Jun 06, 2011 09:55
Tiny hummingbirds with the mouths of vacuum cleaners sip the fruity shampoo from my head in the shower and I’m afraid to step out into the cold bathroom of the rest of my life regardless of the fact that it’s a sunny day.
I find I have no more sadness to hold onto. I have no failures to define me. I’m all out of bookmarks and the weathervane’s barely moving. I fold the pages of my life that I want to come back to, to mark my place but I have no idea how to mark the future. I can’t look forward to anchors when there is nowhere to put them.
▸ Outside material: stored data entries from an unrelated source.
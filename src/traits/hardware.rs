//! Hardware abstraction traits for the pulse source, reference sensor, and
//! settle delays.
//!
//! This module defines the hardware interfaces that allow rotaplate to work
//! across different platforms (Raspberry Pi style GPIO drivers, desktop
//! mocks, etc.).
//!
//! # Key Traits
//!
//! | Trait | Purpose |
//! |-------|---------|
//! | [`PulseSource`] | Step waveform generation for a step/direction driver |
//! | [`ReferenceSensor`] | Level read of the reference position detector |
//! | [`Delay`] | Blocking millisecond delay for direction-latch settling |
//!
//! # Implementation
//!
//! For testing and desktop development, use the mock implementations
//! from [`crate::hal::mock`].
//!
//! # Example
//!
//! ```rust
//! use rotaplate::traits::PulseSource;
//! use rotaplate::hal::MockPulse;
//!
//! let mut pulse = MockPulse::new();
//! pulse.set_frequency(2000).unwrap();
//! pulse.enable(128).unwrap();
//! assert!(pulse.enabled);
//! ```

/// Direction of platform rotation.
///
/// Drives the level of the driver's DIR pin. The DIR level must be latched
/// before the first pulse of a run, which is why restarts that change
/// direction go through a settle delay.
///
/// # Default
///
/// Defaults to [`Forward`](Self::Forward), matching the reference-seek
/// direction.
#[derive(Clone, Copy, Debug, PartialEq, Eq, Default)]
#[cfg_attr(feature = "serde", derive(serde::Serialize, serde::Deserialize))]
#[cfg_attr(feature = "serde", serde(rename_all = "lowercase"))]
pub enum Direction {
    /// Rotating toward increasing angle (DIR pin high).
    #[default]
    Forward,
    /// Rotating toward decreasing angle (DIR pin low).
    Backward,
}

impl Direction {
    /// Returns the direction as a lowercase string.
    ///
    /// # Examples
    ///
    /// ```
    /// use rotaplate::Direction;
    ///
    /// assert_eq!(Direction::Forward.as_str(), "forward");
    /// assert_eq!(Direction::Backward.as_str(), "backward");
    /// ```
    #[inline]
    pub const fn as_str(&self) -> &'static str {
        match self {
            Direction::Forward => "forward",
            Direction::Backward => "backward",
        }
    }

    /// The opposite direction.
    #[inline]
    pub const fn flipped(&self) -> Self {
        match self {
            Direction::Forward => Direction::Backward,
            Direction::Backward => Direction::Forward,
        }
    }

    /// Sign of a position change per step in this direction.
    #[inline]
    pub const fn sign(&self) -> f64 {
        match self {
            Direction::Forward => 1.0,
            Direction::Backward => -1.0,
        }
    }

    /// The persisted numeric encoding (0 = backward, 1 = forward).
    ///
    /// Matches the DIR pin level and the first line of the persisted
    /// configuration format.
    #[inline]
    pub const fn as_code(&self) -> u8 {
        match self {
            Direction::Backward => 0,
            Direction::Forward => 1,
        }
    }

    /// Parse the persisted numeric encoding.
    ///
    /// # Examples
    ///
    /// ```
    /// use rotaplate::Direction;
    ///
    /// assert_eq!(Direction::from_code(0), Some(Direction::Backward));
    /// assert_eq!(Direction::from_code(1), Some(Direction::Forward));
    /// assert_eq!(Direction::from_code(7), None);
    /// ```
    pub const fn from_code(code: u8) -> Option<Self> {
        match code {
            0 => Some(Direction::Backward),
            1 => Some(Direction::Forward),
            _ => None,
        }
    }
}

/// Pulse source trait - abstracts the step waveform generator.
///
/// Implement this trait for your step-pin driver. The pulse source emits a
/// continuous square wave at a settable frequency; each physical step taken
/// by the motor is reported back to the controller as a step-edge event
/// (delivered outside this trait, through whatever notification path the
/// platform provides).
///
/// # Implementation Notes
///
/// - `enable(0)` and `disable()` must be equivalent
/// - `set_frequency` while enabled should take effect on the running train
/// - The controller always calls `disable()` before reconfiguring and
///   re-enabling; implementations must not emit pulses while disabled
///
/// # Example Implementation
///
/// ```rust,ignore
/// use rotaplate::traits::{Direction, PulseSource};
///
/// struct PwmPulse { /* gpio handles */ }
///
/// impl PulseSource for PwmPulse {
///     type Error = ();
///
///     fn set_frequency(&mut self, hz: u32) -> Result<(), ()> {
///         // Program the PWM divider...
///         Ok(())
///     }
///
///     fn enable(&mut self, duty: u8) -> Result<(), ()> {
///         // Set PWM duty cycle...
///         Ok(())
///     }
///
///     fn set_direction(&mut self, dir: Direction) -> Result<(), ()> {
///         // Set the DIR pin level...
///         Ok(())
///     }
/// }
/// ```
pub trait PulseSource {
    /// Error type for pulse operations.
    type Error;

    /// Set the pulse frequency in Hz.
    fn set_frequency(&mut self, hz: u32) -> Result<(), Self::Error>;

    /// Start emitting pulses at the given duty (0..=255).
    ///
    /// A duty of 0 stops the pulse train.
    fn enable(&mut self, duty: u8) -> Result<(), Self::Error>;

    /// Stop emitting pulses.
    ///
    /// Equivalent to `enable(0)`.
    fn disable(&mut self) -> Result<(), Self::Error> {
        self.enable(0)
    }

    /// Latch the direction level on the driver.
    ///
    /// Must be called only while pulses are disabled; the driver samples
    /// DIR on the first step edge.
    fn set_direction(&mut self, dir: Direction) -> Result<(), Self::Error>;
}

/// Reference sensor trait.
///
/// A level read of the sensor that detects the platform's known physical
/// reference position. Polled by the controller's finalization path while
/// a reference seek is active.
pub trait ReferenceSensor {
    /// Returns true while the platform sits on the reference position.
    fn is_reference_active(&self) -> bool;
}

/// Blocking millisecond delay.
///
/// Used for the short settle pause between disabling the pulse train and
/// re-enabling it with a new direction or frequency, so the driver latches
/// the DIR level before the first pulse. The delay is deliberate and short
/// (tens of milliseconds); it is never cancelled or timed out.
pub trait Delay {
    /// Block for the given number of milliseconds.
    fn delay_ms(&mut self, ms: u32);
}

/// [`Delay`] backed by `std::thread::sleep`.
#[cfg(feature = "std")]
#[derive(Debug, Default, Clone, Copy)]
pub struct StdDelay;

#[cfg(feature = "std")]
impl Delay for StdDelay {
    fn delay_ms(&mut self, ms: u32) {
        std::thread::sleep(std::time::Duration::from_millis(u64::from(ms)));
    }
}

#[cfg(test)]
mod tests {
    use super::*;

    // =========================================================================
    // Direction Tests
    // =========================================================================

    #[test]
    fn direction_default_is_forward() {
        assert_eq!(Direction::default(), Direction::Forward);
    }

    #[test]
    fn direction_flipped() {
        assert_eq!(Direction::Forward.flipped(), Direction::Backward);
        assert_eq!(Direction::Backward.flipped(), Direction::Forward);
    }

    #[test]
    fn direction_sign() {
        assert_eq!(Direction::Forward.sign(), 1.0);
        assert_eq!(Direction::Backward.sign(), -1.0);
    }

    #[test]
    fn direction_code_round_trip() {
        for dir in [Direction::Forward, Direction::Backward] {
            assert_eq!(Direction::from_code(dir.as_code()), Some(dir));
        }
        assert_eq!(Direction::from_code(2), None);
    }

    #[test]
    fn direction_as_str() {
        assert_eq!(Direction::Forward.as_str(), "forward");
        assert_eq!(Direction::Backward.as_str(), "backward");
    }

    // =========================================================================
    // PulseSource Default Methods Tests
    // =========================================================================

    struct TestPulse {
        duty: u8,
        enable_calls: usize,
    }

    impl PulseSource for TestPulse {
        type Error = ();

        fn set_frequency(&mut self, _hz: u32) -> Result<(), ()> {
            Ok(())
        }

        fn enable(&mut self, duty: u8) -> Result<(), ()> {
            self.duty = duty;
            self.enable_calls += 1;
            Ok(())
        }

        fn set_direction(&mut self, _dir: Direction) -> Result<(), ()> {
            Ok(())
        }
    }

    #[test]
    fn pulse_source_disable_default_impl() {
        let mut pulse = TestPulse {
            duty: 128,
            enable_calls: 0,
        };

        pulse.disable().unwrap();

        assert_eq!(pulse.duty, 0);
        assert_eq!(pulse.enable_calls, 1);
    }
}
I am barely here. I feel alien happiness, alien contentment, alien success. For the moment I am not neck-deep in fray. I have upkeep to worry about and small problems to take care of but those are like crumbs to the monster of a large, dark section of my soul. I am a warrior in armour at a picnic. I am a prisoner long since paroled. I’d be jumping at shadows if there were any but it’s a beautiful day.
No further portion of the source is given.